→ **THE TASK**
Set down exactly the lines below between the line holding "pub fn channel_mut(&mut" and the line holding "pub fn invalidate(&mut", inclusive; no other line belongs in the answer.

DATASET ENTRIES Block Start

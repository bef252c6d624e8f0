use std::any::Any;
use std::fmt;
use std::sync::Arc;

use pe_core::ProcError;

use crate::methods::MethodTable;

/// Live handle to an external resource.
///
/// Health is asserted only through `activate`/`passivate`; an error from
/// either marks the channel invalid.
pub trait Channel: Send + 'static {
    fn activate(&mut self) -> Result<(), ProcError> {
        Ok(())
    }

    fn passivate(&mut self) -> Result<(), ProcError> {
        Ok(())
    }

    /// Hook run when the channel is marked invalid, before it is closed.
    fn invalidate(&mut self) {}

    fn close(&mut self);

    fn methods(&self) -> Arc<MethodTable>;

    fn as_any_mut(&mut self) -> &mut dyn Any;
}

pub trait ChannelFactory: Send + Sync {
    fn create(&self) -> Result<Box<dyn Channel>, ProcError>;
}

impl<F> ChannelFactory for F
where
    F: Fn() -> Result<Box<dyn Channel>, ProcError> + Send + Sync,
{
    fn create(&self) -> Result<Box<dyn Channel>, ProcError> {
        self()
    }
}

#[derive(Debug, Clone, Copy, PartialEq, Eq)]
pub enum ChannelState {
    Created,
    Active,
    Idle,
    Invalid,
    Closed,
}

pub struct ManagedChannel {
    id: u64,
    state: ChannelState,
    channel: Box<dyn Channel>,
}

impl ManagedChannel {
    pub fn new(id: u64, channel: Box<dyn Channel>) -> Self {
        Self {
            id,
            state: ChannelState::Created,
            channel,
        }
    }

    pub fn id(&self) -> u64 {
        self.id
    }

    pub fn state(&self) -> ChannelState {
        self.state
    }

    pub fn channel_mut(&mut self) -> &mut dyn Channel {
        self.channel.as_mut()
    }

    pub fn methods(&self) -> Arc<MethodTable> {
        self.channel.methods()
    }

    pub fn activate(&mut self) -> Result<(), ProcError> {
        self.transition(ChannelState::Active)
    }

    pub fn passivate(&mut self) -> Result<(), ProcError> {
        self.transition(ChannelState::Idle)
    }

    /// Activate immediately followed by passivate.
    pub fn validate(&mut self) -> Result<(), ProcError> {
        self.activate()?;
        self.passivate()
    }

    pub fn invalidate(&mut self) {
        if matches!(self.state, ChannelState::Invalid | ChannelState::Closed) {
            return;
        }
        self.state = ChannelState::Invalid;
        self.channel.invalidate();
    }

    /// Idempotent.
    pub fn close(&mut self) {
        if self.state == ChannelState::Closed {
            return;
        }
        self.state = ChannelState::Closed;
        self.channel.close();
    }

    fn transition(&mut self, target: ChannelState) -> Result<(), ProcError> {
        match (self.state, target) {
            (ChannelState::Invalid | ChannelState::Closed, _) => {
                return Err(ProcError::channel_invalid(format!(
                    "channel {} is {:?}",
                    self.id, self.state
                )));
            }
            (current, target) if current == target => return Ok(()),
            _ => {}
        }

        let outcome = match target {
            ChannelState::Active => self.channel.activate(),
            _ => self.channel.passivate(),
        };
        match outcome {
            Ok(()) => {
                self.state = target;
                Ok(())
            }
            Err(error) => {
                self.invalidate();
                Err(ProcError::channel_invalid(format!(
                    "channel {} failed to reach {:?}: {}",
                    self.id, target, error
                )))
            }
        }
    }
}

impl fmt::Debug for ManagedChannel {
    fn fmt(&self, f: &mut fmt::Formatter<'_>) -> fmt::Result {
        f.debug_struct("ManagedChannel")
            .field("id", &self.id)
            .field("state", &self.state)
            .field("type", &self.methods().type_name())
            .finish()
    }
}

DATASET ENTRIES Block End

→ **RESULT OF THIS EXERCISE**
    pub fn channel_mut(&mut self) -> &mut dyn Channel {
        self.channel.as_mut()
    }

    pub fn methods(&self) -> Arc<MethodTable> {
        self.channel.methods()
    }

    pub fn activate(&mut self) -> Result<(), ProcError> {
        self.transition(ChannelState::Active)
    }

    pub fn passivate(&mut self) -> Result<(), ProcError> {
        self.transition(ChannelState::Idle)
    }

    /// Activate immediately followed by passivate.
    pub fn validate(&mut self) -> Result<(), ProcError> {
        self.activate()?;
        self.passivate()
    }

    pub fn invalidate(&mut self) {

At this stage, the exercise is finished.